• [What you need to do]: Your answer should hold each line of the material that contains the word "DashboardStats".

*** Task material ***

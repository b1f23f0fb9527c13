use std::collections::HashMap;

use serde::Deserialize;

use super::ContentType;

/// Headline numbers for the dashboard stat cards (`/api/dashboard/stats`).
#[derive(Debug, Clone, Default, Deserialize)]
#[serde(default)]
pub struct DashboardStats {
    pub hot_novel_count: u64,
    pub hot_drama_count: u64,
    pub hot_comic_count: u64,
    pub news_count: Option<u64>,
    pub entertainment_count: Option<u64>,
    pub prediction_accuracy: f64,
    pub novel_trend: f64,
    pub drama_trend: f64,
    pub comic_trend: f64,
    pub accuracy_trend: f64,
}

impl DashboardStats {
    /// Per-type counts for the distribution chart. Missing optional counts are 0.
    pub fn distribution(&self) -> DistributionSnapshot {
        DistributionSnapshot {
            slices: vec![
                (ContentType::Novel, self.hot_novel_count),
                (ContentType::Drama, self.hot_drama_count),
                (ContentType::Comic, self.hot_comic_count),
                (ContentType::News, self.news_count.unwrap_or(0)),
                (
                    ContentType::Entertainment,
                    self.entertainment_count.unwrap_or(0),
                ),
            ],
        }
    }
}

/// Category shares shown by the distribution chart.
#[derive(Debug, Clone, Default, PartialEq)]
pub struct DistributionSnapshot {
    pub slices: Vec<(ContentType, u64)>,
}

impl DistributionSnapshot {
    pub fn total(&self) -> u64 {
        self.slices.iter().map(|(_, n)| n).sum()
    }

    /// Share of `count` in the total as a percentage, 0 when the total is empty.
    pub fn percent(&self, count: u64) -> f64 {
        let total = self.total();
        if total == 0 {
            0.0
        } else {
            count as f64 / total as f64 * 100.0
        }
    }
}

/// Daily item counts per category over a window (`/api/charts/trends`).
#[derive(Debug, Clone, Default, PartialEq, Deserialize)]
#[serde(default)]
pub struct TrendSeries {
    /// `MM-DD` labels, oldest first.
    pub dates: Vec<String>,
    pub novel_counts: Vec<f64>,
    pub drama_counts: Vec<f64>,
    pub comic_counts: Vec<f64>,
    pub news_counts: Vec<f64>,
    pub entertainment_counts: Vec<f64>,
}

impl TrendSeries {
    pub fn counts(&self, ct: ContentType) -> &[f64] {
        match ct {
            ContentType::Novel => &self.novel_counts,
            ContentType::Drama => &self.drama_counts,
            ContentType::Comic => &self.comic_counts,
            ContentType::News => &self.news_counts,
            ContentType::Entertainment => &self.entertainment_counts,
        }
    }

    /// Largest value across all series (0 for an empty window).
    pub fn max_count(&self) -> f64 {
        ContentType::ALL
            .iter()
            .flat_map(|ct| self.counts(*ct).iter().copied())
            .fold(0.0, f64::max)
    }

    pub fn is_empty(&self) -> bool {
        self.dates.is_empty()
    }
}

/// Per-category hot-trend counters (`/api/hot-trends/stats`).
#[derive(Debug, Clone, Default, PartialEq, Eq, Deserialize)]
#[serde(default)]
pub struct HotTrendStats {
    pub drama_count: u64,
    pub comic_count: u64,
    pub news_count: u64,
    pub entertainment_count: u64,
}

impl HotTrendStats {
    pub fn count(&self, ct: ContentType) -> u64 {
        match ct {
            ContentType::Drama => self.drama_count,
            ContentType::Comic => self.comic_count,
            ContentType::News => self.news_count,
            ContentType::Entertainment => self.entertainment_count,
            ContentType::Novel => 0,
        }
    }
}

/// Items awaiting analysis, per category.
#[derive(Debug, Clone, Default, PartialEq, Eq)]
pub struct PendingCounts {
    counts: HashMap<ContentType, u64>,
}

impl PendingCounts {
    pub fn from_pairs(pairs: &[(ContentType, u64)]) -> Self {
        Self {
            counts: pairs.iter().copied().collect(),
        }
    }

    /// Tally pending rows of a raw listing. Unknown type codes are skipped.
    pub fn tally<'a>(items: impl IntoIterator<Item = &'a super::ContentItem>) -> Self {
        let mut counts = HashMap::new();
        for item in items {
            if item.status != super::ContentStatus::Pending {
                continue;
            }
            if let Some(ct) = ContentType::from_code(&item.content_type) {
                *counts.entry(ct).or_insert(0) += 1;
            }
        }
        Self { counts }
    }

    pub fn get(&self, ct: ContentType) -> u64 {
        self.counts.get(&ct).copied().unwrap_or(0)
    }

    pub fn total(&self) -> u64 {
        self.counts.values().sum()
    }
}

/// Backend health as reported by `/api/system/status`.
#[derive(Debug, Clone, Default, Deserialize)]
#[serde(default)]
pub struct BackendStatus {
    pub database_status: String,
    pub ollama_status: String,
    pub last_update: String,
    pub total_records: u64,
    pub hardware: HardwareStatus,
}

#[derive(Debug, Clone, Default, Deserialize)]
#[serde(default)]
pub struct HardwareStatus {
    pub cpu_percent: f64,
    pub memory_percent: f64,
    pub disk_usage: f64,
    pub gpu: Option<GpuStatus>,
}

#[derive(Debug, Clone, Default, Deserialize)]
#[serde(default)]
pub struct GpuStatus {
    pub available: bool,
    pub count: u32,
    pub details: Vec<GpuDetail>,
}

#[derive(Debug, Clone, Default, Deserialize)]
#[serde(default)]
pub struct GpuDetail {
    pub name: String,
    pub load: f64,
}

#[cfg(test)]
mod tests {
    use super::*;
    use crate::models::ContentItem;

    // ── DashboardStats ────────────────────────────────────────────

    #[test]
    fn stats_parse_with_missing_optional_counts() {
        let stats: DashboardStats = serde_json::from_str(
            r#"{"hot_novel_count":3,"hot_drama_count":2,"hot_comic_count":1,
                "prediction_accuracy":87.5,"novel_trend":100,"drama_trend":-12.5,
                "comic_trend":0,"accuracy_trend":2.3}"#,
        )
        .unwrap();
        assert_eq!(stats.news_count, None);
        assert_eq!(stats.drama_trend, -12.5);

        let dist = stats.distribution();
        assert_eq!(dist.slices.len(), 5);
        assert_eq!(dist.total(), 6);
        assert_eq!(dist.slices[3], (ContentType::News, 0));
    }

    #[test]
    fn distribution_percent_handles_empty_total() {
        let dist = DashboardStats::default().distribution();
        assert_eq!(dist.total(), 0);
        assert_eq!(dist.percent(0), 0.0);
    }

    #[test]
    fn distribution_percent_of_total() {
        let stats = DashboardStats {
            hot_novel_count: 1,
            hot_drama_count: 3,
            ..Default::default()
        };
        let dist = stats.distribution();
        assert_eq!(dist.percent(1), 25.0);
        assert_eq!(dist.percent(3), 75.0);
    }

    // ── TrendSeries ───────────────────────────────────────────────

    #[test]
    fn trend_series_max_count_across_series() {
        let series = TrendSeries {
            dates: vec!["01-01".into(), "01-02".into()],
            novel_counts: vec![1.0, 4.0],
            news_counts: vec![9.0, 2.0],
            ..Default::default()
        };
        assert_eq!(series.max_count(), 9.0);
        assert_eq!(series.counts(ContentType::Comic), &[] as &[f64]);
        assert!(!series.is_empty());
    }

    #[test]
    fn trend_series_empty_window() {
        let series = TrendSeries::default();
        assert!(series.is_empty());
        assert_eq!(series.max_count(), 0.0);
    }

    // ── PendingCounts ─────────────────────────────────────────────

    fn item(ct: &str, status: &str) -> ContentItem {
        serde_json::from_value(serde_json::json!({
            "title": "t", "content_type": ct, "status": status
        }))
        .unwrap()
    }

    #[test]
    fn pending_tally_counts_only_pending_known_types() {
        let items = vec![
            item("novel", "pending"),
            item("novel", "pending"),
            item("novel", "analyzed"),
            item("news", "pending"),
            item("podcast", "pending"),
            item("drama", "analyzing"),
        ];
        let counts = PendingCounts::tally(&items);
        assert_eq!(counts.get(ContentType::Novel), 2);
        assert_eq!(counts.get(ContentType::News), 1);
        assert_eq!(counts.get(ContentType::Drama), 0);
        assert_eq!(counts.total(), 3);
    }

    // ── HotTrendStats / BackendStatus ─────────────────────────────

    #[test]
    fn hot_trend_stats_default_missing_fields() {
        let stats: HotTrendStats = serde_json::from_str(r#"{"news_count":8}"#).unwrap();
        assert_eq!(stats.count(ContentType::News), 8);
        assert_eq!(stats.count(ContentType::Drama), 0);
        assert_eq!(stats.count(ContentType::Novel), 0);
    }

    #[test]
    fn backend_status_parses_nested_hardware() {
        let status: BackendStatus = serde_json::from_str(
            r#"{"database_status":"connected","ollama_status":"available",
                "last_update":"2024-01-01 10:00:00","total_records":0,
                "hardware":{"cpu_percent":12.5,"memory_percent":40,"disk_usage":71.2,
                            "gpu":{"available":false}}}"#,
        )
        .unwrap();
        assert_eq!(status.database_status, "connected");
        assert_eq!(status.hardware.memory_percent, 40.0);
        let gpu = status.hardware.gpu.unwrap();
        assert!(!gpu.available);
        assert!(gpu.details.is_empty());
    }
}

*** End of Task material ***

• [Result of this exercise]:
pub struct DashboardStats {
impl DashboardStats {
    // ── DashboardStats ────────────────────────────────────────────
        let stats: DashboardStats = serde_json::from_str(
        let dist = DashboardStats::default().distribution();
        let stats = DashboardStats {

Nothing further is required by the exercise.